Guillaume COT : Dom Juan : le crédit d'une œuvre
Dom Juan peut se lire comme une variation autour de la notion de crédit, en tant que création juridique et économique de valeur. La pièce met en scène des situations dans lesquelles un crédit est accordé, refusé ou dû à Dom Juan ou à d'autres personnages. Ce crédit peut être monétaire (comme dans le cas de Monsieur Dimanche), social (les frères d'Elvire), ou religieux (le Commandeur). Le crédit, la créance et la croyance fonctionnent dans l'œuvre selon une seule et même dynamique, et s'insinuent dans les moindres interactions. Nous proposons ainsi de nous saisir du phénomène du crédit, en tant que création de valeur par la croyance, comme grille de lecture dramaturgique, afin de dégager un discours porté par la pièce tant sur le crédit lui-même que sur le théâtre. Nous chercherons à déceler ce qui, dans Dom Juan, crée le théâtre par et autour du crédit.

Guillaume Cot est titulaire d'un master en études théâtrales de l'École normale supérieure ainsi que d'un master en droit public de l'université de la Sorbonne. Il est actuellement doctorant à l'université Paris 8 Vincennes-Saint-Denis, où il rédige une thèse sous la direction de Martial Poirson. Sa thèse est intitulée : "La Scène et la Loi. Les dramaturgies du droit pendant la Révolution française, 1789-1794". Il est également attaché temporaire d'enseignement et de recherche à l'université de Lille.

Ludovic DESMEDT : L'argent dans le neuvième art : les échanges monétaires vus par l'école franco-belge [intervention établie avec Jérôme BLANC]
Les échanges monétaires apparaissent de manière plus ou moins réaliste dans de nombreuses bandes dessinées : le but de cette communication consiste à délimiter le(s) rôle(s) de l'argent lorsqu'il est représenté dans les "grandes" séries franco-belges. Nous nous appuierons sur certains titres issus des séries Tintin, Astérix et Obélix, Lucky Luke, Les Schtroumpfs, Tif et Tondu, Gaston Lagaffe, Achille Talon ou Rahan pour repérer plusieurs thèmes : les effets sociaux de l'apparition de la monnaie, ses usages au sein de certaines communautés, la confrontation de systèmes monétaires différents, la corruption via la monnaie…

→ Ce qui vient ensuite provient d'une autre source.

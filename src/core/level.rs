use std::fmt;
use std::path::{Path, PathBuf};
use std::str::FromStr;

use serde::{Deserialize, Serialize};

pub const TRAIN_PREFIX: &str = "train.";
pub const VALID_PREFIX: &str = "valid.";

/// A target difficulty level (reading grade). Used as a file-path suffix and
/// as the decoder-selection key; no arithmetic beyond equality and ordering
/// for display is ever performed on the value.
#[derive(Debug, Clone, Copy, PartialEq, Eq, PartialOrd, Ord, Hash, Serialize, Deserialize)]
#[serde(transparent)]
pub struct Level(pub u32);

impl fmt::Display for Level {
    fn fmt(&self, f: &mut fmt::Formatter<'_>) -> fmt::Result {
        write!(f, "{}", self.0)
    }
}

impl FromStr for Level {
    type Err = std::num::ParseIntError;

    fn from_str(s: &str) -> Result<Self, Self::Err> {
        s.parse().map(Level)
    }
}

/// Append a level's canonical string form to a base path: base `data/src.`
/// and level `3` resolve to `data/src.3`. Pure string concatenation, no I/O.
pub fn level_path<P: AsRef<Path>>(base: P, level: Level) -> PathBuf {
    let mut joined = base.as_ref().as_os_str().to_os_string();
    joined.push(level.to_string());
    PathBuf::from(joined)
}

/// Insert a prefix before the filename component of `path`, leaving the
/// directory untouched: `data/src.3` with `train.` becomes `data/train.src.3`.
pub fn prefixed<P: AsRef<Path>>(path: P, prefix: &str) -> PathBuf {
    let path = path.as_ref();
    let name = path
        .file_name()
        .map(|n| n.to_string_lossy().into_owned())
        .unwrap_or_default();
    path.with_file_name(format!("{}{}", prefix, name))
}
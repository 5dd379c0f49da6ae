use std::collections::BTreeMap;
use std::fs::File;
use std::io::BufReader;
use std::path::PathBuf;

use anyhow::{bail, Context};
use serde::Deserialize;

use crate::core::{level_path, Level, Result};
use crate::utils::textio::{read_lines, write_lines};

/// Target grade levels present in the Newsela release.
pub const NEWSELA_LEVELS: std::ops::RangeInclusive<u32> = 2..=11;

#[derive(Debug, Deserialize)]
struct NewselaSubject {
    articles: Vec<NewselaArticle>,
}

#[derive(Debug, Deserialize)]
struct NewselaArticle {
    grade_level: GradeLevel,
}

/// The corpus stores grade levels as strings in some releases and numbers in
/// others.
#[derive(Debug, Deserialize)]
#[serde(untagged)]
enum GradeLevel {
    Num(i64),
    Text(String),
}

impl GradeLevel {
    fn value(&self) -> Result<u32> {
        match self {
            GradeLevel::Num(n) => Ok(*n as u32),
            GradeLevel::Text(s) => s
                .trim()
                .parse()
                .with_context(|| format!("parsing grade level {:?}", s)),
        }
    }
}

/// Builds per-level `src.L`/`tgt.L` pairs from the Newsela article-versions
/// JSON and the tab-separated aligned-sentence file. Each sentence pair is
/// bucketed by its *target* grade level.
pub struct NewselaExtractor {
    pub versions_json: PathBuf,
    pub aligned_sents: PathBuf,
    pub out_dir: PathBuf,
}

impl NewselaExtractor {
    /// Returns the number of sentence pairs written per target grade level.
    pub fn extract(&self) -> Result<BTreeMap<Level, usize>> {
        let doc_grade_levels = self.load_grade_levels()?;
        let entries = read_lines(&self.aligned_sents)?;

        let mut sides: BTreeMap<Level, (Vec<String>, Vec<String>)> = NEWSELA_LEVELS
            .map(|l| (Level(l), (Vec::new(), Vec::new())))
            .collect();

        for (line_no, raw) in entries.iter().enumerate() {
            if raw.trim().is_empty() {
                continue;
            }
            let fields: Vec<&str> = raw.split('\t').collect();
            if fields.len() < 5 {
                bail!(
                    "{}:{}: expected 5 tab-separated fields, got {}",
                    self.aligned_sents.display(),
                    line_no + 1,
                    fields.len()
                );
            }

            let doc = version_digit(fields[0])?
                .checked_sub(1)
                .with_context(|| format!("document label {:?} is not 1-based", fields[0]))?;
            let src_version = version_digit(fields[1])?;
            let tgt_version = version_digit(fields[2])?;
            let grades = doc_grade_levels
                .get(doc)
                .with_context(|| format!("no grade levels for document {}", doc))?;
            if grades.get(src_version).is_none() {
                bail!("document {} has no version {}", doc, src_version);
            }
            let tgt_grade = *grades
                .get(tgt_version)
                .with_context(|| format!("document {} has no version {}", doc, tgt_version))?;

            // only the target grade selects the bucket
            let level = Level(tgt_grade);
            let (src_sents, tgt_sents) = sides
                .get_mut(&level)
                .with_context(|| format!("grade level {} outside the Newsela range", level))?;
            src_sents.push(fields[3].trim().to_string());
            tgt_sents.push(fields[4].trim().to_string());
        }

        let mut counts = BTreeMap::new();
        for (level, (src_sents, tgt_sents)) in &sides {
            write_lines(level_path(self.out_dir.join("src."), *level), src_sents)?;
            write_lines(level_path(self.out_dir.join("tgt."), *level), tgt_sents)?;
            counts.insert(*level, src_sents.len());
        }
        tracing::info!("sentences per target grade level: {:?}", counts);
        Ok(counts)
    }

    /// Per-document grade-level lists, sorted descending so version indices
    /// map from the original article down to the simplest rewrite.
    fn load_grade_levels(&self) -> Result<Vec<Vec<u32>>> {
        let file = File::open(&self.versions_json)
            .with_context(|| format!("opening {}", self.versions_json.display()))?;
        let subjects: Vec<NewselaSubject> = serde_json::from_reader(BufReader::new(file))
            .with_context(|| format!("parsing {}", self.versions_json.display()))?;

        subjects
            .iter()
            .map(|subject| {
                let mut grades = subject
                    .articles
                    .iter()
                    .map(|article| article.grade_level.value())
                    .collect::<Result<Vec<u32>>>()?;
                grades.sort_unstable_by(|a, b| b.cmp(a));
                Ok(grades)
            })
            .collect()
    }
}

/// The trailing digit of a version label like `doc3.en.2`.
fn version_digit(label: &str) -> Result<usize> {
    label
        .chars()
        .last()
        .and_then(|c| c.to_digit(10))
        .map(|d| d as usize)
        .with_context(|| format!("version label {:?} does not end in a digit", label))
}
use std::path::Path;

use anyhow::Context;

use crate::core::Result;
use crate::data::Example;

/// Separator between a token and its attached features: `word￨feat1￨feat2`.
pub const FEATURE_SEP: char = '￨';

pub fn tokens(line: &str) -> impl Iterator<Item = &str> {
    line.split_whitespace()
}

/// The surface token, with any `￨`-delimited features stripped.
pub fn strip_features(token: &str) -> &str {
    token.split(FEATURE_SEP).next().unwrap_or(token)
}

pub fn token_count(line: &str) -> usize {
    tokens(line).count()
}

/// Number of features attached to the tokens of a corpus file, probed from
/// the first token of the first line. A bare token yields 0.
pub fn count_features<P: AsRef<Path>>(path: P) -> Result<usize> {
    let path = path.as_ref();
    let content = std::fs::read_to_string(path)
        .with_context(|| format!("counting features in {}", path.display()))?;
    let first_tok = content
        .lines()
        .next()
        .and_then(|line| tokens(line).next())
        .unwrap_or_default();
    Ok(first_tok.split(FEATURE_SEP).count().saturating_sub(1))
}

/// Sort key for text shards: source length first, target length second.
/// Sorting by length keeps batches of similar size together.
pub fn text_sort_key(example: &Example) -> (usize, usize) {
    (token_count(&example.src), token_count(&example.tgt))
}

/// Length-based filtering policy. The source bound applies only for text
/// modalities (`use_src_len`); the target bound always applies.
#[derive(Debug, Clone)]
pub struct FilterPolicy {
    pub use_src_len: bool,
    pub max_src_len: usize,
    pub max_tgt_len: usize,
}

impl FilterPolicy {
    pub fn keep(&self, example: &Example) -> bool {
        let src_ok = !self.use_src_len || token_count(&example.src) <= self.max_src_len;
        src_ok && token_count(&example.tgt) <= self.max_tgt_len
    }
}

Jérôme Blanc est professeur des universités à Sciences Po Lyon et chercheur au laboratoire Triangle (UMR 5206). Ses travaux portent principalement sur la monnaie et la pluralité de ses formes, qu'il aborde en particulier d'un point de vue socioéconomique et d'histoire des idées.
Publication
Les monnaies alternatives, La Découverte, Repères, 2018.

Ludovic Desmedt est professeur à l'université de Bourgogne-Franche Comté et chercheur au LEDi. Il s'intéresse à l'évolution des pratiques bancaires et des théories monétaires.
Publication
A co-édité avec J. Blanc, Les pensées monétaires dans l'histoire, Classiques Garnier, 2014.

Marius Warholm HAUGEN : Économie du risque et mises en scène de la loterie au début du XIXe siècle
Cette intervention interrogera les mises en scène de la loterie dans le théâtre parisien au début du dix-neuvième siècle : Le hasard corrigé par l'amour (1801), Les Petites marionnettes, ou la Loterie (1806), L'Isle de mariages, ou les Filles en loterie (1809), Le Billet de Loterie (1811), La Maison en loterie (1818), Le jeune homme en loterie (1821). La suppression en 1793 de la Loterie royale, son rétablissement en 1795 avec la naissance de la Loterie nationale, et les débats qui accompagnaient ces décisions, reflétaient un problème économique, moral et politique : l'État français devait-il profiter d'une institution financière très rentable, ou devait-il abolir un système d'Ancien Régime servant à exploiter les classes populaires ? On examinera comment ces enjeux sont traduits dans les "comédies de loterie". Il s'agira surtout de déterminer dans quelle mesure celles-ci produisent des réponses explicites ou métaphoriques aux enjeux liés à la loterie comme institution financière.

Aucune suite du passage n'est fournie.